Hoje vamos falar de santidade, a vocação de todos os batizados. Escreveu o Papa Francisco: “Para ser santo, não é necessário ser bispo, sacerdote, religiosa ou religioso. Muitas vezes somos tentados a pensar que a santidade esteja reservada apenas àqueles que têm possibilidade de se afastar das ocupações comuns, para dedicar muito tempo à oração. Não é assim. Todos somos chamados a ser santos, vivendo com amor e oferecendo o próprio testemunho nas ocupações de cada dia, onde cada um se encontra. (GE, nº14) As leituras de hoje são para nós!

“Sede perfeitos, como o vosso Pai celeste é perfeito”, diz Jesus, fazendo eco do Levítico: “Sede santos, porque Eu, o Senhor vosso Deus, sou santo.” No entanto, parece que Jesus se afasta do Levítico e dos outros livros da Lei, com as suas antíteses provocadoras: “Ouvistes o que foi dito aos antigos… Eu, porém, digo-vos…” Talvez esta linguagem de Jesus seja uma das razões que leva tantos cristãos a sentir-se no direito de ignorar o Antigo Testamento, “saltando” logo para o Evangelho.

Mas será a santidade proposta no Levítico diferente da santidade proposta no Evangelho? Não nos é proposto em ambos o mesmo modelo – o próprio Deus? Pensemos na educação dos nossos filhos. Quando são pequeninos, limitamo-nos a conter os seus comportamentos dentro de um conjunto de “nãos” claros e simples, que vamos ajudando a interiorizar. Pouco a pouco, tornamo-nos mais exigentes, aprofundando e aperfeiçoando as regras básicas. Se numa criança de dois anos, uma birra tem alguma graça, numa criança de dez é inaceitável.

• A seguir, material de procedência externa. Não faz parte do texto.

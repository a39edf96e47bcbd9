//! Error types for livelint

use std::time::Duration;

/// Main error type for livelint operations
#[derive(Debug, thiserror::Error)]
pub enum LivelintError {
    /// Invalid configuration
    #[error("Invalid configuration: {0}")]
    InvalidConfig(String),

    /// IO error
    #[error("IO error: {0}")]
    Io(#[from] std::io::Error),

    /// JSON parsing error
    #[error("JSON parsing error: {0}")]
    Json(#[from] serde_json::Error),

    /// YAML parsing error
    #[error("YAML parsing error: {0}")]
    Yaml(#[from] serde_yaml_ng::Error),

    /// TOML parsing error
    #[error("TOML parsing error: {0}")]
    Toml(#[from] toml::de::Error),

    /// File not found
    #[error("File not found: {0}")]
    FileNotFound(String),

    /// Session token rejected
    #[error("Authentication failed: {0}")]
    Auth(#[from] AuthError),

    /// Connection-level failure
    #[error("Transport error: {0}")]
    Transport(String),

    /// Metrics registry setup failed
    #[cfg(feature = "server")]
    #[error("Metrics error: {0}")]
    Metrics(#[from] prometheus::Error),
}

/// Result type alias for livelint operations
pub type Result<T> = std::result::Result<T, LivelintError>;

/// Failure of the checking engine itself, as opposed to a finding in the code
#[derive(Debug, thiserror::Error)]
pub enum AnalyzerError {
    /// The external tool is not installed or not on PATH
    #[error("{tool} not found (is it installed and on PATH?)")]
    ToolNotFound {
        /// Program name
        tool: String,
    },

    /// The tool could not be started
    #[error("failed to run {tool}: {source}")]
    Spawn {
        /// Program name
        tool: String,
        /// Underlying error
        #[source]
        source: std::io::Error,
    },

    /// The tool exited abnormally without producing findings
    #[error("{tool} exited with {status}: {stderr}")]
    ToolFailed {
        /// Program name
        tool: String,
        /// Exit status description
        status: String,
        /// Trimmed stderr excerpt
        stderr: String,
    },

    /// The tool produced output that could not be interpreted
    #[error("unexpected output from {tool}: {detail}")]
    MalformedOutput {
        /// Program name
        tool: String,
        /// What went wrong
        detail: String,
    },

    /// The scratch directory could not be prepared
    #[error("scratch setup failed: {0}")]
    Scratch(#[from] std::io::Error),

    /// The analysis did not finish in time
    #[error("analysis timed out after {}ms", .0.as_millis())]
    Timeout(Duration),
}

/// Token verification failure
#[derive(Debug, Clone, PartialEq, Eq, thiserror::Error)]
pub enum AuthError {
    /// No token was presented
    #[error("missing token")]
    MissingToken,

    /// The token was presented and rejected
    #[error("invalid token: {0}")]
    InvalidToken(String),

    /// The auth collaborator could not be reached or misbehaved
    #[error("auth provider unavailable: {0}")]
    Unavailable(String),
}

#[cfg(test)]
mod tests {
    use super::*;

    #[test]
    fn test_analyzer_error_messages() {
        let err = AnalyzerError::ToolNotFound {
            tool: "node".to_string(),
        };
        assert_eq!(err.to_string(), "node not found (is it installed and on PATH?)");

        let err = AnalyzerError::Timeout(Duration::from_millis(1500));
        assert_eq!(err.to_string(), "analysis timed out after 1500ms");
    }

    #[test]
    fn test_auth_error_converts() {
        let err: LivelintError = AuthError::MissingToken.into();
        assert_eq!(err.to_string(), "Authentication failed: missing token");
    }
}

Assim procede Deus com o seu povo, ao longo dos séculos, e com cada um de nós, ao longo da vida. Que paciência, a sua! Bem canta o salmo: “O Senhor é clemente e compassivo, paciente e cheio de bondade.” O Evangelho não vem alterar a Lei de Deus. Vem antes adaptá-la a um povo e a um filho que já alcançou a “idade da razão” e que, portanto, tem obrigação de fazer mais e melhor.

Jesus dá como exemplo a “Lei de Talião”, “olho por olho, dente por dente.” Esta lei não é um convite à vingança, porque a Palavra nunca nos ensina a fazer o mal. Esta lei procurava antes conter a vingança dentro de limites aceitáveis, impedindo que a resposta do ofendido fosse superior à ofensa. Não pretendia guiar o dia a dia do povo, porque aí, a misericórdia devia sempre imperar, mas antes guiar os juízes em tribunal, como lei jurídica. Ora Jesus vai mais longe. Se quisermos destruir o mal, e não apenas contê-lo dentro de limites razoáveis, precisamos de amar até ao fim, como Ele fez sobre a Cruz.

A santidade está, pois, no amor. “Ama o teu próximo como a ti mesmo”, conclui o Levítico. E se, para o povo da Antiga Lei, o “próximo” era o da sua casa e da sua tribo, para Jesus, o “próximo” alarga-se até incluir os inimigos: “Amai os vossos inimigos.” Só o amor faz de nós “templos de Deus”, isto é, presença de Deus na família, no mundo e na Igreja, tal como o Templo de Jerusalém era o sinal de Deus-connosco, de Deus caminhando entre o seu povo.

Isto de a santidade residir no amor é uma loucura aos olhos do mundo, que dá muito mais valor a um sábio do que a um santo. Diz o Papa Francisco: “Com frequência, verifica-se uma perigosa confusão: julgar que, por sabermos algo ou podermos explicá-lo com uma certa lógica, já somos santos, perfeitos, melhores do que a ‘massa ignorante’.” (GE nº 45) Deus troca-nos as voltas, chamando à glória dos altares homens e mulheres que, neste mundo, passaram quase totalmente despercebidos, e dando o título de “doutor da Igreja” a analfabetos, a mulheres, a jovens e a leigos.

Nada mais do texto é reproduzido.